The Progressive


A project of Common Dreams

For Immediate Release

Karla Dutton, Defenders of Wildlife, (907) 276-9420 B
rian Litmans, Trustees for Alaska, (907) 276-4244, ext. 107
Jessica Lass, NRDC, (310) 434-2300
Craig Matkin, NGOS, (907) 299-0677
Bob Shavelson, Inletkeeper, (907) 299-3277
Rebecca Noblin, CBD, (907) 274-1110

Groups Intervene to Protect the Endangered Cook Inlet Beluga Whale

Lawsuit filed by the state of Alaska ignores science


Seeking to uphold the federal protections necessary for the recovery of the endangered Cook Inlet beluga whale, a coalition of conservation groups today moved to intervene in the case filed by the State of Alaska against the National Marine Fisheries Service (NMFS) in the United States District Court for the District of Columbia. Recent NMFS surveys only found 321 Cook Inlet beluga whales, a drop from 1,300 historically.

Trustees for Alaska represents Alaska Center for the Environment, Center for Biological Diversity, Cook Inletkeeper, Defenders of Wildlife, Natural Resources Defense Council and North Gulf Oceanic Society as intervenors in the State of Alaska's lawsuit.
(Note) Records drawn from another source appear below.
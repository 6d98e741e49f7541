pub mod status;

use axum::routing::get;
use axum::Router;
use tower_http::cors::CorsLayer;

use crate::state::AppState;
use crate::websocket::ws_handler;

pub fn build_router(state: AppState) -> Router {
    Router::new()
        .route("/", get(status::hello))
        .route("/status", get(status::get_status))
        .route("/ws", get(ws_handler))
        .layer(CorsLayer::permissive())
        .with_state(state)
}
//! Test fixture standing in for a real wallet-service/SBBS-monitor child.
//!
//! Implements exactly the contract SPEC_FULL §6 places on a supervised
//! child: write the literal bytes `LISTENING` to FD 3 once "bound", then
//! write a non-empty heartbeat byte to FD 4 on a steady cadence. CLI args
//! are accepted but ignored — this fixture only exists to drive
//! `balancer_core::supervisor::spawn` end to end in integration tests.

use std::fs::File;
use std::io::Write;
use std::os::fd::FromRawFd;
use std::thread;
use std::time::Duration;

fn main() {
    // SAFETY: the supervisor always hands the child exactly these two FDs
    // as its start-pipe and heartbeat-pipe write ends.
    let mut start = unsafe { File::from_raw_fd(3) };
    if start.write_all(b"LISTENING").is_err() {
        return;
    }
    drop(start);

    let mut heartbeat = unsafe { File::from_raw_fd(4) };
    loop {
        if heartbeat.write_all(b"H").is_err() {
            return;
        }
        thread::sleep(Duration::from_millis(200));
    }
}
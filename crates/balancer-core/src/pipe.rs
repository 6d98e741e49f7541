use std::os::fd::{FromRawFd, OwnedFd, RawFd};
use std::time::Duration;
use tokio::io::{AsyncReadExt, unix::AsyncFd};

/// A pipe read-end handed to a child process via `command-fds`, read from the
/// supervisor side with explicit deadlines — the async analogue of the
/// original's blocking `readPipe(fd, timeout)`.
pub struct PipeReader {
    inner: AsyncFd<std::fs::File>,
}

impl PipeReader {
    /// Takes ownership of a raw, already-nonblocking read-end fd.
    ///
    /// # Safety
    /// `fd` must be a valid, open file descriptor this process uniquely owns.
    pub unsafe fn from_raw_fd(fd: RawFd) -> std::io::Result<Self> {
        let owned: OwnedFd = OwnedFd::from_raw_fd(fd);
        let file = std::fs::File::from(owned);
        Ok(Self { inner: AsyncFd::new(file)? })
    }

    /// Reads up to `buf.len()` bytes, failing if nothing arrives within `timeout`.
    pub async fn read_with_timeout(&mut self, buf: &mut [u8], timeout: Duration) -> std::io::Result<usize> {
        tokio::time::timeout(timeout, self.read(buf))
            .await
            .map_err(|_| std::io::Error::new(std::io::ErrorKind::TimedOut, "pipe read timed out"))?
    }

    async fn read(&mut self, buf: &mut [u8]) -> std::io::Result<usize> {
        loop {
            let mut guard = self.inner.readable_mut().await?;
            match guard.try_io(|inner| inner.get_mut().read(buf)) {
                Ok(result) => return result,
                Err(_would_block) => continue,
            }
        }
    }
}

#[cfg(test)]
mod tests {
    use super::*;
    use std::io::Write;
    use std::os::fd::IntoRawFd;

    fn make_pipe() -> (RawFd, std::fs::File) {
        let (r, w) = nix_pipe();
        (r, w)
    }

    // A tiny local pipe() wrapper so this test module doesn't need an extra
    // dependency just to exercise PipeReader.
    fn nix_pipe() -> (RawFd, std::fs::File) {
        let mut fds = [0 as RawFd; 2];
        let ret = unsafe { libc::pipe(fds.as_mut_ptr()) };
        assert_eq!(ret, 0);
        let write_end = unsafe { std::fs::File::from(OwnedFd::from_raw_fd(fds[1])) };
        unsafe {
            let flags = libc::fcntl(fds[0], libc::F_GETFL);
            libc::fcntl(fds[0], libc::F_SETFL, flags | libc::O_NONBLOCK);
        }
        (fds[0], write_end)
    }

    #[tokio::test]
    async fn reads_written_bytes() {
        let (read_fd, mut write_end) = make_pipe();
        write_end.write_all(b"LISTENING").unwrap();
        let mut reader = unsafe { PipeReader::from_raw_fd(read_fd) }.unwrap();
        let mut buf = [0u8; 16];
        let n = reader.read_with_timeout(&mut buf, Duration::from_secs(1)).await.unwrap();
        assert_eq!(&buf[..n], b"LISTENING");
        let _ = write_end.into_raw_fd();
    }

    #[tokio::test]
    async fn times_out_when_nothing_written() {
        let (read_fd, write_end) = make_pipe();
        let mut reader = unsafe { PipeReader::from_raw_fd(read_fd) }.unwrap();
        let mut buf = [0u8; 16];
        let res = reader.read_with_timeout(&mut buf, Duration::from_millis(50)).await;
        assert!(res.is_err());
        drop(write_end);
    }
}
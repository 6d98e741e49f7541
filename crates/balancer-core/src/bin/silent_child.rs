//! Test fixture that never performs the startup handshake — stands in for
//! a child that hangs before binding its port, so the supervisor's
//! start-timeout path can be exercised against a real process rather than
//! a mock. Deliberately never touches FD 3/4.

fn main() {
    std::thread::sleep(std::time::Duration::from_secs(600));
}
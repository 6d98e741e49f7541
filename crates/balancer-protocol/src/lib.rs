pub mod child;
pub mod envelope;
pub mod methods;

/// Maximum accepted size, in bytes, of a single inbound WebSocket frame.
pub const MAX_FRAME_BYTES: usize = 1024;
"The Cook Inlet beluga whale population will not recover without protection. The Governor is using precious state funds and staff resources to block conservation efforts for the beluga. We're disappointed but not surprised," said Karla Dutton, Alaska Director of Defenders of Wildlife.

"The State of Alaska continues to waste taxpayer money by filing frivolous lawsuits when it should be supporting the science needed to help the beluga population recover," said Bob Shavelson, Executive Director of Cook Inletkeeper.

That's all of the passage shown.